◆ **WHAT IS EXPECTED**
Below are records; how many of their lines hold the string "written"? Reply with nothing but the number.

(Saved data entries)
..............................
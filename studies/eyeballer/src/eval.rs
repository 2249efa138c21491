use std::fs;
use std::path::{ Path, PathBuf };

use anyhow::{ bail, Context, Result };
use burn::tensor::backend::AutodiffBackend;
use tracing::info;

use crate::data::DataLoader;
use crate::model::Model;
use crate::utils::display::{ confusion_matrix, print_confusion_matrix };

/// Probabilities above this are predicted as class 1.
pub const THRESHOLD: f32 = 0.5;

/// Prediction for one validation image.
#[derive(Debug, Clone, PartialEq)]
pub struct Outcome {
    pub path: PathBuf,
    /// `<class>/<file>`, reused as the destination name
    pub filename: PathBuf,
    pub label: i64,
    pub predicted: i64,
    pub probability: f32,
}

impl Outcome {
    pub fn is_correct(&self) -> bool {
        self.label == self.predicted
    }
}

/// Binary confusion counts, class 1 being the positive class.
#[derive(Debug, Clone, Default, PartialEq)]
pub struct ConfusionResult {
    pub true_positive: usize,
    pub true_negative: usize,
    pub false_positive: usize,
    pub false_negative: usize,
    pub outcomes: Vec<Outcome>,
}

impl ConfusionResult {
    pub fn from_outcomes(outcomes: Vec<Outcome>) -> Self {
        let mut result = ConfusionResult::default();
        for outcome in &outcomes {
            match (outcome.label == 1, outcome.predicted == 1) {
                (true, true) => {
                    result.true_positive += 1;
                }
                (false, false) => {
                    result.true_negative += 1;
                }
                (false, true) => {
                    result.false_positive += 1;
                }
                (true, false) => {
                    result.false_negative += 1;
                }
            }
        }
        result.outcomes = outcomes;
        result
    }

    pub fn total(&self) -> usize {
        self.true_positive + self.true_negative + self.false_positive + self.false_negative
    }

    pub fn accuracy(&self) -> f64 {
        ((self.true_positive + self.true_negative) as f64) / (self.total() as f64)
    }

    /// `[label][prediction]` counts
    pub fn matrix(&self) -> Vec<Vec<usize>> {
        let predictions: Vec<i64> = self.outcomes
            .iter()
            .map(|o| o.predicted)
            .collect();
        let labels: Vec<i64> = self.outcomes
            .iter()
            .map(|o| o.label)
            .collect();
        confusion_matrix(&predictions, &labels, 2)
    }
}

/// Predicts every validation image, trailing partial batch included.
///
/// Each batch carries the dataset indices of its rows, so predictions are matched to
/// files within the same pass instead of relying on a second iteration repeating the order.
pub fn predict<B: AutodiffBackend>(
    model: &Model<B>,
    dataloader: &mut DataLoader<B::InnerBackend>
) -> Result<Vec<Outcome>> {
    let mut scored: Vec<(usize, f32)> = Vec::with_capacity(dataloader.len());
    info!("Evaluating {} images in {} batches", dataloader.len(), dataloader.len_batch());

    dataloader.reset();
    for batch in dataloader.by_ref() {
        let batch = batch?;
        let probabilities = model.predict(batch.images).into_data();
        scored.extend(batch.indices.into_iter().zip(probabilities.iter::<f32>()));
    }

    Ok(
        scored
            .into_iter()
            .map(|(idx, probability)| {
                let sample = dataloader.sample(idx);
                Outcome {
                    path: sample.path.clone(),
                    filename: sample.filename.clone(),
                    label: sample.label,
                    predicted: if probability > THRESHOLD { 1 } else { 0 },
                    probability,
                }
            })
            .collect()
    )
}

/// Runs the validation subset through the model and prints the confusion matrix.
pub fn evaluate<B: AutodiffBackend>(
    model: &Model<B>,
    dataloader: &mut DataLoader<B::InnerBackend>
) -> Result<ConfusionResult> {
    let result = ConfusionResult::from_outcomes(predict(model, dataloader)?);

    print_confusion_matrix(&result.matrix(), dataloader.get_classes());
    info!(
        "TP {} | TN {} | FP {} | FN {} | accuracy {:.2}%",
        result.true_positive,
        result.true_negative,
        result.false_positive,
        result.false_negative,
        result.accuracy() * 100.0
    );
    Ok(result)
}

/// Copies every evaluated image under `correct_dir` or `wrong_dir`, keeping its
/// `<class>/<file>` name. Both directories must already exist.
pub fn route_files(result: &ConfusionResult, correct_dir: &Path, wrong_dir: &Path) -> Result<()> {
    for dir in [correct_dir, wrong_dir] {
        if !dir.is_dir() {
            bail!("destination directory {} does not exist", dir.display());
        }
    }

    let mut copied = (0, 0);
    for outcome in &result.outcomes {
        let target = if outcome.is_correct() {
            copied.0 += 1;
            correct_dir.join(&outcome.filename)
        } else {
            copied.1 += 1;
            wrong_dir.join(&outcome.filename)
        };
        if let Some(parent) = target.parent() {
            fs::create_dir_all(parent)?;
        }
        fs::copy(&outcome.path, &target).with_context(||
            format!("failed to copy {} to {}", outcome.path.display(), target.display())
        )?;
    }

    info!(
        "Copied {} images to {} and {} to {}",
        copied.0,
        correct_dir.display(),
        copied.1,
        wrong_dir.display()
    );
    Ok(())
}
use std::path::Path;

use anyhow::{ anyhow, bail, Result };
use burn::{
    module::AutodiffModule,
    nn::{
        conv::{ Conv2d, Conv2dConfig },
        pool::{ MaxPool2d, MaxPool2dConfig },
        BatchNorm,
        BatchNormConfig,
        Dropout,
        DropoutConfig,
        Linear,
        LinearConfig,
        PaddingConfig2d,
        Relu,
    },
    prelude::*,
    record::{ FullPrecisionSettings, NamedMpkFileRecorder, Recorder },
    tensor::{ activation::sigmoid, backend::AutodiffBackend },
};
use burn_import::pytorch::{ LoadArgs, PyTorchFileRecorder };
use tracing::info;

/// Strength of the L2 penalty on the head's convolution and hidden kernels.
pub const L2_FACTOR: f64 = 0.01;
const DROPOUT: f64 = 0.2;
const HIDDEN_UNITS: usize = 4;
const HIDDEN_LAYERS: usize = 3;
/// Channels of the last MobileNet feature map.
const FEATURES: usize = 1024;
/// 7x7 features -> 2x2 valid conv -> 6x6 -> 2x2 pooling -> 3x3, times 3 filters
const HEAD_FLAT: usize = 3 * 3 * 3;

/// (output channels, stride) of the 13 depthwise separable blocks of MobileNet v1
const BLOCKS: [(usize, usize); 13] = [
    (64, 1),
    (128, 2),
    (128, 1),
    (256, 2),
    (256, 1),
    (512, 2),
    (512, 1),
    (512, 1),
    (512, 1),
    (512, 1),
    (512, 1),
    (1024, 2),
    (1024, 1),
];

/// Blocks per stage in timm's `mobilenetv1_100` state dict (`blocks.<stage>.<index>`).
/// Flattened in order they line up with `BLOCKS`.
const TIMM_STAGES: [usize; 5] = [1, 2, 2, 6, 2];

/// Regex rules renaming a timm MobileNet v1 state dict onto `MobileNet`'s field paths.
///
/// Every source key matches exactly one rule and no renamed key matches any rule.
/// Batch norm `weight`/`bias` are mapped to `gamma`/`beta` by the importer itself.
pub fn timm_key_remap() -> Vec<(String, String)> {
    let mut rules = vec![
        (r"^conv_stem\.(.+)$".to_string(), "stem.conv.$1".to_string()),
        (r"^bn1\.(.+)$".to_string(), "stem.norm.$1".to_string())
    ];

    let mut flat = 0;
    for (stage, blocks) in TIMM_STAGES.iter().enumerate() {
        for index in 0..*blocks {
            for (timm, field) in [
                ("conv_dw", "depthwise.conv"),
                ("bn1", "depthwise.norm"),
                ("conv_pw", "pointwise.conv"),
                ("bn2", "pointwise.norm"),
            ] {
                rules.push((
                    format!(r"^blocks\.{stage}\.{index}\.{timm}\.(.+)$"),
                    format!("blocks.{flat}.{field}.$1"),
                ));
            }
            flat += 1;
        }
    }
    rules
}

/// Convolution, batch norm and ReLU6
#[derive(Module, Debug)]
pub struct ConvBlock<B: Backend> {
    conv: Conv2d<B>,
    norm: BatchNorm<B, 2>,
}

impl<B: Backend> ConvBlock<B> {
    fn new(
        channels: [usize; 2],
        kernel: usize,
        stride: usize,
        groups: usize,
        device: &B::Device
    ) -> Self {
        let padding = if kernel == 1 {
            PaddingConfig2d::Valid
        } else {
            PaddingConfig2d::Explicit(kernel / 2, kernel / 2)
        };
        let conv = Conv2dConfig::new(channels, [kernel, kernel])
            .with_stride([stride, stride])
            .with_padding(padding)
            .with_groups(groups)
            .with_bias(false)
            .init(device);
        let norm = BatchNormConfig::new(channels[1]).with_epsilon(1e-3).init(device);

        Self { conv, norm }
    }

    fn forward(&self, x: Tensor<B, 4>) -> Tensor<B, 4> {
        self.norm.forward(self.conv.forward(x)).clamp(0.0, 6.0)
    }
}

#[derive(Module, Debug)]
pub struct DepthwiseSeparable<B: Backend> {
    depthwise: ConvBlock<B>,
    pointwise: ConvBlock<B>,
}

impl<B: Backend> DepthwiseSeparable<B> {
    fn new(c_in: usize, c_out: usize, stride: usize, device: &B::Device) -> Self {
        Self {
            depthwise: ConvBlock::new([c_in, c_in], 3, stride, c_in, device),
            pointwise: ConvBlock::new([c_in, c_out], 1, 1, 1, device),
        }
    }

    fn forward(&self, x: Tensor<B, 4>) -> Tensor<B, 4> {
        self.pointwise.forward(self.depthwise.forward(x))
    }
}

/// MobileNet v1 (alpha 1.0) without its classification top.
/// Maps `[batch, 224, 224, 3]` images to `[batch, 1024, 7, 7]` features.
#[derive(Module, Debug)]
pub struct MobileNet<B: Backend> {
    stem: ConvBlock<B>,
    blocks: Vec<DepthwiseSeparable<B>>,
}

impl<B: Backend> MobileNet<B> {
    /// Randomly initialized backbone.
    pub fn new(device: &B::Device) -> Self {
        let stem = ConvBlock::new([3, 32], 3, 2, 1, device);
        let mut c_in = 32;
        let mut blocks = Vec::with_capacity(BLOCKS.len());
        for (c_out, stride) in BLOCKS {
            blocks.push(DepthwiseSeparable::new(c_in, c_out, stride, device));
            c_in = c_out;
        }

        Self { stem, blocks }
    }

    /// Backbone with pretrained parameters, from a burn `.mpk` record or a timm
    /// MobileNet v1 `.pt`/`.pth` state dict. A PyTorch checkpoint is also written next
    /// to itself as `.mpk` the first time it is read.
    pub fn new_with_pretrained(device: &B::Device, path: &Path) -> Result<Self> {
        if !path.is_file() {
            bail!("pretrained backbone not found at {}", path.display());
        }

        let extension = path.extension().and_then(|ext| ext.to_str()).unwrap_or_default();
        let model = match extension {
            "pt" | "pth" => {
                let args = timm_key_remap()
                    .iter()
                    .fold(LoadArgs::new(path.to_path_buf()), |args, (pattern, replacement)| {
                        args.with_key_remap(pattern, replacement)
                    });
                let record: MobileNetRecord<B> = PyTorchFileRecorder::<FullPrecisionSettings>
                    ::default()
                    .load(args, device)
                    .map_err(|err| anyhow!("failed to load backbone {}: {err:?}", path.display()))?;
                let model = Self::new(device).load_record(record);

                let converted = path.with_extension("mpk");
                if !converted.exists() {
                    let recorder = NamedMpkFileRecorder::<FullPrecisionSettings>::new();
                    model
                        .clone()
                        .save_file(converted.clone(), &recorder)
                        .map_err(|err|
                            anyhow!("failed to write {}: {err:?}", converted.display())
                        )?;
                    info!("Converted backbone written to {}", converted.display());
                }
                model
            }
            _ => {
                let recorder = NamedMpkFileRecorder::<FullPrecisionSettings>::new();
                Self::new(device)
                    .load_file(path.to_path_buf(), &recorder, device)
                    .map_err(|err| anyhow!("failed to load backbone {}: {err:?}", path.display()))?
            }
        };
        info!("Loaded backbone from {}", path.display());

        Ok(model)
    }

    pub fn forward(&self, x: Tensor<B, 4>) -> Tensor<B, 4> {
        let x = x.permute([0, 3, 1, 2]); // NHWC -> NCHW
        self.blocks.iter().fold(self.stem.forward(x), |x, block| block.forward(x))
    }
}

/// The trainable part: conv, pooling, three small dense layers and a sigmoid unit.
#[derive(Module, Debug)]
pub struct ClassifierHead<B: Backend> {
    conv: Conv2d<B>,
    pool: MaxPool2d,
    hidden: Vec<Linear<B>>,
    output: Linear<B>,
    dropout: Dropout,
    activation: Relu,
}

impl<B: Backend> ClassifierHead<B> {
    pub fn new(device: &B::Device) -> Self {
        let conv = Conv2dConfig::new([FEATURES, 3], [2, 2]).init(device);
        let pool = MaxPool2dConfig::new([2, 2]).with_strides([2, 2]).init();

        let mut hidden = Vec::with_capacity(HIDDEN_LAYERS);
        let mut d_in = HEAD_FLAT;
        for _ in 0..HIDDEN_LAYERS {
            hidden.push(LinearConfig::new(d_in, HIDDEN_UNITS).init(device));
            d_in = HIDDEN_UNITS;
        }

        Self {
            conv,
            pool,
            hidden,
            output: LinearConfig::new(HIDDEN_UNITS, 1).init(device),
            dropout: DropoutConfig::new(DROPOUT).init(),
            activation: Relu::new(),
        }
    }

    /// `[batch, 1024, 7, 7]` features to `[batch, 1]` probabilities
    pub fn forward(&self, features: Tensor<B, 4>) -> Tensor<B, 2> {
        let x = self.pool.forward(self.conv.forward(features));
        let x = self.dropout.forward(x);
        let x: Tensor<B, 2> = x.flatten(1, 3);

        let x = self.hidden
            .iter()
            .fold(x, |x, layer| self.dropout.forward(self.activation.forward(layer.forward(x))));

        sigmoid(self.output.forward(x))
    }

    /// `L2_FACTOR * sum(w^2)` over the regularized kernels (biases and output layer excluded)
    pub fn l2_penalty(&self) -> Tensor<B, 1> {
        let conv = self.conv.weight.val().powf_scalar(2.0).sum();
        self.hidden
            .iter()
            .fold(conv, |acc, layer| acc + layer.weight.val().powf_scalar(2.0).sum())
            .mul_scalar(L2_FACTOR)
    }

    pub fn save(&self, path: &Path) -> Result<()> {
        let recorder = NamedMpkFileRecorder::<FullPrecisionSettings>::new();
        self.clone()
            .save_file(path.to_path_buf(), &recorder)
            .map_err(|err| anyhow!("failed to save weights to {}: {err:?}", path.display()))
    }

    pub fn load(self, path: &Path, device: &B::Device) -> Result<Self> {
        let recorder = NamedMpkFileRecorder::<FullPrecisionSettings>::new();
        self.load_file(path.to_path_buf(), &recorder, device).map_err(|err|
            anyhow!("failed to load weights from {}: {err:?}", path.display())
        )
    }
}

/// Frozen backbone plus trainable head.
///
/// The backbone lives on the inner (non-autodiff) backend: it never takes part in
/// the gradient graph and its batch norms always use their running statistics.
pub struct Model<B: AutodiffBackend> {
    pub backbone: MobileNet<B::InnerBackend>,
    pub head: ClassifierHead<B>,
}

impl<B: AutodiffBackend> Model<B> {
    pub fn new(backbone: MobileNet<B::InnerBackend>, device: &B::Device) -> Self {
        Self {
            backbone,
            head: ClassifierHead::new(device),
        }
    }

    /// Pretrained backbone, plus the head restored from `weights` when that file exists.
    pub fn build(backbone_path: &Path, weights: Option<&Path>, device: &B::Device) -> Result<Self> {
        let backbone = MobileNet::new_with_pretrained(device, backbone_path)?;
        let mut model = Self::new(backbone, device);

        if let Some(weights) = weights {
            if weights.is_file() {
                model.head = model.head.load(weights, device)?;
                info!("Loaded model from file {}", weights.display());
            } else {
                info!("No model to load from file {}", weights.display());
            }
        }

        info!("head {}", model.head);
        info!(
            "parameters: {} frozen, {} trainable",
            model.backbone.num_params(),
            model.head.num_params()
        );
        Ok(model)
    }

    /// Training forward pass; gradients only flow into the head.
    pub fn forward(&self, images: Tensor<B, 4>) -> Tensor<B, 2> {
        let features = self.backbone.forward(images.inner());
        self.head.forward(Tensor::from_inner(features))
    }

    /// Inference without dropout and outside the autodiff graph.
    pub fn predict(&self, images: Tensor<B::InnerBackend, 4>) -> Tensor<B::InnerBackend, 2> {
        self.head.valid().forward(self.backbone.forward(images))
    }
}
pub mod display;
pub mod images;
pub mod logging;
pub mod loss;
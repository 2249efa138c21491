/// Square matrix indexed `[label][prediction]`.
pub fn confusion_matrix(predictions: &[i64], labels: &[i64], num_classes: usize) -> Vec<Vec<usize>> {
    let mut matrix = vec![vec![0; num_classes]; num_classes];

    for (pred, label) in predictions.iter().zip(labels.iter()) {
        matrix[*label as usize][*pred as usize] += 1;
    }

    matrix
}

/// Rows are true classes, columns predicted ones.
pub fn format_confusion_matrix(matrix: &[Vec<usize>], class_names: &[String]) -> String {
    let width = class_names
        .iter()
        .map(|name| name.len())
        .chain(std::iter::once(9))
        .max()
        .unwrap_or(9) + 2;

    let mut out = format!("{:<width$}", "true\\pred");
    for name in class_names {
        out.push_str(&format!("{name:<width$}"));
    }
    out.push('\n');

    for (i, row) in matrix.iter().enumerate() {
        let name = class_names.get(i).map(String::as_str).unwrap_or("?");
        out.push_str(&format!("{name:<width$}"));
        for value in row {
            out.push_str(&format!("{value:<width$}"));
        }
        out.push('\n');
    }
    out
}

pub fn print_confusion_matrix(matrix: &[Vec<usize>], class_names: &[String]) {
    println!("Confusion Matrix");
    print!("{}", format_confusion_matrix(matrix, class_names));
}
use std::path::PathBuf;

use clap::Parser;

/// Fraction of every class directory held out for validation.
pub const VALIDATION_SPLIT: f64 = 0.2;
pub const IMAGE_WIDTH: usize = 224;
pub const IMAGE_HEIGHT: usize = 224;

/// Give those screenshots of yours a quick eyeballing
#[derive(Parser, Debug, Clone)]
#[command(name = "eyeballer", version, about)]
pub struct Settings {
    /// Weights file for input/output
    #[arg(long = "modelfile", value_name = "PATH")]
    pub weights_path: Option<PathBuf>,

    /// Batch size
    #[arg(long = "batchsize", default_value_t = 32, value_parser = parse_batch_size)]
    pub batch_size: usize,

    /// Number of epochs
    #[arg(long = "epochs", default_value_t = 20)]
    pub epochs: usize,

    /// Labeled images, one subdirectory per class
    #[arg(long = "images", value_name = "DIR", default_value = "images")]
    pub images_dir: PathBuf,

    /// Destination of the correct/ and wrong/ folders
    #[arg(long = "confusion", value_name = "DIR", default_value = "confusion")]
    pub confusion_dir: PathBuf,

    /// Pretrained MobileNet backbone (.mpk, .pt or .pth)
    #[arg(long = "backbone", value_name = "PATH", default_value = "weights/mobilenet.mpk")]
    pub backbone_path: PathBuf,

    /// RMSprop learning rate
    #[arg(long = "learning-rate", default_value_t = 1e-3)]
    pub learning_rate: f64,

    /// Log at debug level
    #[arg(short, long)]
    pub verbose: bool,
}

fn parse_batch_size(value: &str) -> Result<usize, String> {
    let size: usize = value.parse().map_err(|err| format!("{value} is not a number: {err}"))?;
    if size == 0 {
        return Err("batch size must be at least 1".to_string());
    }
    Ok(size)
}

impl Settings {
    /// Weights file as the recorder writes it. The recorder always uses the `.mpk`
    /// extension, so `weights.h5` is read from and written to `weights.mpk`.
    pub fn weights_file(&self) -> Option<PathBuf> {
        self.weights_path.as_ref().map(|path| path.with_extension("mpk"))
    }

    pub fn correct_dir(&self) -> PathBuf {
        self.confusion_dir.join("correct")
    }

    pub fn wrong_dir(&self) -> PathBuf {
        self.confusion_dir.join("wrong")
    }
}

#[cfg(test)]
mod tests {
    use super::*;

    #[test]
    fn defaults_match_the_original_script() {
        let settings = Settings::try_parse_from(["eyeballer"]).unwrap();
        assert_eq!(settings.batch_size, 32);
        assert_eq!(settings.epochs, 20);
        assert!(settings.weights_path.is_none());
        assert!(settings.weights_file().is_none());
        assert_eq!(settings.images_dir, PathBuf::from("images"));
        assert_eq!(settings.correct_dir(), PathBuf::from("confusion/correct"));
        assert_eq!(settings.wrong_dir(), PathBuf::from("confusion/wrong"));
    }

    #[test]
    fn parses_all_flags() {
        let settings = Settings::try_parse_from([
            "eyeballer",
            "--modelfile",
            "out/weights.h5",
            "--batchsize",
            "8",
            "--epochs",
            "0",
        ]).unwrap();
        assert_eq!(settings.batch_size, 8);
        assert_eq!(settings.epochs, 0);
        assert_eq!(settings.weights_file(), Some(PathBuf::from("out/weights.mpk")));
    }

    #[test]
    fn rejects_malformed_numbers() {
        assert!(Settings::try_parse_from(["eyeballer", "--batchsize", "0"]).is_err());
        assert!(Settings::try_parse_from(["eyeballer", "--batchsize", "many"]).is_err());
        assert!(Settings::try_parse_from(["eyeballer", "--epochs", "-1"]).is_err());
    }
}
..............................
◆ **SOLUTION FOR THIS TASK**
3